DATA TO PROCESS Block Start

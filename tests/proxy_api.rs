//! HTTP-level tests for the proxy endpoints.
//!
//! Uses Axum's tower::ServiceExt to send requests directly to the router.
//! A throwaway axum server bound to an ephemeral port stands in for the
//! upstream problem API, so the relay behaviour (verbatim bodies, status
//! propagation) is exercised for real without touching the network.

use axum::Router;
use axum::body::Body;
use axum::http::{Request, Response, StatusCode, header};
use axum::routing::get;
use http_body_util::BodyExt;
use tower::ServiceExt;

use leettrack::proxy;
use leettrack::remote::RemoteClient;

const DAILY_BODY: &str =
    r#"{"id":"1","frontend_id":"1","title":"Two Sum","title_slug":"two-sum","difficulty":"Easy"}"#;
const SEARCH_BODY: &str = r#"[{"id":"1","frontend_id":"1","title":"Two Sum","title_slug":"two-sum","url":""}]"#;

// ---------------------------------------------------------------------------
// Helpers
// ---------------------------------------------------------------------------

/// Start a stub upstream API on an ephemeral port and return its base URL.
async fn spawn_upstream() -> String {
    let app = Router::new()
        .route(
            "/daily",
            get(|| async { ([(header::CONTENT_TYPE, "application/json")], DAILY_BODY) }),
        )
        .route(
            "/search",
            get(|| async { ([(header::CONTENT_TYPE, "application/json")], SEARCH_BODY) }),
        )
        .route(
            "/problem/{slug}",
            get(|| async { (StatusCode::BAD_GATEWAY, "upstream exploded") }),
        );

    let listener = tokio::net::TcpListener::bind("127.0.0.1:0").await.unwrap();
    let addr = listener.local_addr().unwrap();
    tokio::spawn(async move {
        axum::serve(listener, app).await.unwrap();
    });
    format!("http://{}", addr)
}

async fn send(app: Router, uri: &str) -> Response<axum::body::Body> {
    app.oneshot(Request::builder().uri(uri).body(Body::empty()).unwrap())
        .await
        .unwrap()
}

async fn body_bytes(response: Response<axum::body::Body>) -> Vec<u8> {
    response.into_body().collect().await.unwrap().to_bytes().to_vec()
}

async fn body_json(response: Response<axum::body::Body>) -> serde_json::Value {
    serde_json::from_slice(&body_bytes(response).await).unwrap()
}

// ---------------------------------------------------------------------------
// Test: /api/search without a query is rejected before contacting upstream
// ---------------------------------------------------------------------------

#[tokio::test]
async fn search_without_query_is_bad_request() {
    // Point at a port nothing listens on: a 400 must not need the upstream.
    let app = proxy::router(RemoteClient::new("http://127.0.0.1:1"));
    let response = send(app, "/api/search").await;
    assert_eq!(response.status(), StatusCode::BAD_REQUEST);

    let json = body_json(response).await;
    assert!(json["error"].is_string(), "400 body should carry an error message");
}

#[tokio::test]
async fn search_with_empty_query_is_bad_request() {
    let app = proxy::router(RemoteClient::new("http://127.0.0.1:1"));
    let response = send(app, "/api/search?query=").await;
    assert_eq!(response.status(), StatusCode::BAD_REQUEST);
}

// ---------------------------------------------------------------------------
// Test: successful upstream bodies are relayed verbatim
// ---------------------------------------------------------------------------

#[tokio::test]
async fn daily_relays_upstream_body_verbatim() {
    let base = spawn_upstream().await;
    let app = proxy::router(RemoteClient::new(base));

    let response = send(app, "/api/daily").await;
    assert_eq!(response.status(), StatusCode::OK);
    assert_eq!(
        response.headers()[header::CONTENT_TYPE].to_str().unwrap(),
        "application/json"
    );

    let body = body_bytes(response).await;
    assert_eq!(body, DAILY_BODY.as_bytes(), "body must be the exact upstream JSON");
}

#[tokio::test]
async fn search_forwards_query_and_relays_results() {
    let base = spawn_upstream().await;
    let app = proxy::router(RemoteClient::new(base));

    let response = send(app, "/api/search?query=two%20sum").await;
    assert_eq!(response.status(), StatusCode::OK);

    let body = body_bytes(response).await;
    assert_eq!(body, SEARCH_BODY.as_bytes());
}

// ---------------------------------------------------------------------------
// Test: upstream failures map to the same status with an error body
// ---------------------------------------------------------------------------

#[tokio::test]
async fn upstream_error_propagates_status_with_error_body() {
    let base = spawn_upstream().await;
    let app = proxy::router(RemoteClient::new(base));

    let response = send(app, "/api/problem/two-sum").await;
    assert_eq!(response.status(), StatusCode::BAD_GATEWAY);

    let json = body_json(response).await;
    assert!(json["error"].is_string());
}

#[tokio::test]
async fn unreachable_upstream_is_internal_error() {
    let app = proxy::router(RemoteClient::new("http://127.0.0.1:1"));
    let response = send(app, "/api/random").await;
    assert_eq!(response.status(), StatusCode::INTERNAL_SERVER_ERROR);

    let json = body_json(response).await;
    assert!(json["error"].is_string());
}

// ---------------------------------------------------------------------------
// Test: health endpoint
// ---------------------------------------------------------------------------

#[tokio::test]
async fn health_reports_ok() {
    let app = proxy::router(RemoteClient::new("http://127.0.0.1:1"));
    let response = send(app, "/health").await;
    assert_eq!(response.status(), StatusCode::OK);

    let json = body_json(response).await;
    assert_eq!(json["status"], "ok");
}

DATA TO PROCESS Block End

• _WHAT YOU HAVE TO DO_:
Return only the part of the records above that opens with the line containing "use axum::body::Body;" and closes with the line containing "async fn body_bytes(response: Response<axum::body::Body>)", ends included.

• _ANSWER TO THE PROBLEM_:
use axum::body::Body;
use axum::http::{Request, Response, StatusCode, header};
use axum::routing::get;
use http_body_util::BodyExt;
use tower::ServiceExt;

use leettrack::proxy;
use leettrack::remote::RemoteClient;

const DAILY_BODY: &str =
    r#"{"id":"1","frontend_id":"1","title":"Two Sum","title_slug":"two-sum","difficulty":"Easy"}"#;
const SEARCH_BODY: &str = r#"[{"id":"1","frontend_id":"1","title":"Two Sum","title_slug":"two-sum","url":""}]"#;

// ---------------------------------------------------------------------------
// Helpers
// ---------------------------------------------------------------------------

/// Start a stub upstream API on an ephemeral port and return its base URL.
async fn spawn_upstream() -> String {
    let app = Router::new()
        .route(
            "/daily",
            get(|| async { ([(header::CONTENT_TYPE, "application/json")], DAILY_BODY) }),
        )
        .route(
            "/search",
            get(|| async { ([(header::CONTENT_TYPE, "application/json")], SEARCH_BODY) }),
        )
        .route(
            "/problem/{slug}",
            get(|| async { (StatusCode::BAD_GATEWAY, "upstream exploded") }),
        );

    let listener = tokio::net::TcpListener::bind("127.0.0.1:0").await.unwrap();
    let addr = listener.local_addr().unwrap();
    tokio::spawn(async move {
        axum::serve(listener, app).await.unwrap();
    });
    format!("http://{}", addr)
}

async fn send(app: Router, uri: &str) -> Response<axum::body::Body> {
    app.oneshot(Request::builder().uri(uri).body(Body::empty()).unwrap())
        .await
        .unwrap()
}

async fn body_bytes(response: Response<axum::body::Body>) -> Vec<u8> {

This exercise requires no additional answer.